**Exercise requirements**
Return, exactly and in full, the lines of the records below starting at the one with "use tracing::info;" and ending at the one with "the flagged frame indices.", and no other lines.

** Exercise materials follows **

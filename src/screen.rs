//! Low-value frame screening.
//!
//! Companion to the outlier sieve for the opposite failure mode: frames
//! where a per-atom uncertainty estimate collapses toward zero, which in
//! practice signals an atom that lost its neighborhood rather than a
//! trustworthy prediction.

use tracing::info;

use crate::collect::collect_property;
use crate::error::SieveError;
use crate::frame::{Evaluator, Frame};

/// Result of a low-value screen.
#[derive(Debug, Clone)]
pub struct ScreenResult {
    /// Indices of frames flagged by the screen, ascending.
    flagged: Vec<usize>,
    /// All frame indices not flagged, ascending.
    kept: Vec<usize>,
}

impl ScreenResult {
    /// Returns the flagged frame indices.
    pub fn flagged(&self) -> &[usize] {
        &self.flagged
    }

    /// Returns the unflagged frame indices.
    pub fn kept(&self) -> &[usize] {
        &self.kept
    }
}

/// Flags every frame whose named property contains any value below `floor`.
///
/// The property is collected the same way the sieve collects it: one batch
/// evaluator call when an evaluator is given, attached values otherwise.
/// NaN entries satisfy no comparison and never trigger the flag.
///
/// # Errors
///
/// Returns [`SieveError::EmptyFrames`] or [`SieveError::MissingProperty`]
/// under the same conditions as the sieve, and propagates evaluator failures.
pub fn screen_low_values(
    frames: &[Frame],
    property: &str,
    floor: f64,
    evaluator: Option<&dyn Evaluator>,
) -> Result<ScreenResult, SieveError> {
    let values = collect_property(frames, property, evaluator)?;

    let mut flagged = Vec::new();
    let mut kept = Vec::new();
    for (i, arr) in values.iter().enumerate() {
        if arr.iter().any(|&v| v < floor) {
            flagged.push(i);
        } else {
            kept.push(i);
        }
    }
    info!(
        property,
        floor,
        flagged = flagged.len(),
        frames = frames.len(),
        "screened low-value frames"
    );
    Ok(ScreenResult { flagged, kept })
}

#[cfg(test)]
mod tests {
    use super::*;
    use ndarray::arr1;

    fn frame_with(values: &[f64]) -> Frame {
        Frame::new().with_property("forces_uncertainty", arr1(values).into_dyn())
    }

    #[test]
    fn test_flags_frames_below_floor() {
        let frames = vec![
            frame_with(&[0.2, 0.3]),
            frame_with(&[0.2, 1e-6]),
            frame_with(&[0.5, 0.4]),
        ];
        let result = screen_low_values(&frames, "forces_uncertainty", 1e-4, None).unwrap();
        assert_eq!(result.flagged(), &[1]);
        assert_eq!(result.kept(), &[0, 2]);
    }

    #[test]
    fn test_nothing_flagged() {
        let frames = vec![frame_with(&[0.2]), frame_with(&[0.3])];
        let result = screen_low_values(&frames, "forces_uncertainty", 1e-4, None).unwrap();
        assert!(result.flagged().is_empty());
        assert_eq!(result.kept(), &[0, 1]);
    }

    #[test]
    fn test_nan_does_not_flag() {
        let frames = vec![frame_with(&[f64::NAN, 0.2])];
        let result = screen_low_values(&frames, "forces_uncertainty", 1e-4, None).unwrap();
        assert!(result.flagged().is_empty());
    }

    #[test]
    fn test_missing_property() {
        let frames = vec![Frame::new()];
        assert!(matches!(
            screen_low_values(&frames, "forces_uncertainty", 1e-4, None),
            Err(SieveError::MissingProperty { .. })
        ));
    }
}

** End of Exercise materials **

**Result of this task**
use tracing::info;

use crate::collect::collect_property;
use crate::error::SieveError;
use crate::frame::{Evaluator, Frame};

/// Result of a low-value screen.
#[derive(Debug, Clone)]
pub struct ScreenResult {
    /// Indices of frames flagged by the screen, ascending.
    flagged: Vec<usize>,
    /// All frame indices not flagged, ascending.
    kept: Vec<usize>,
}

impl ScreenResult {
    /// Returns the flagged frame indices.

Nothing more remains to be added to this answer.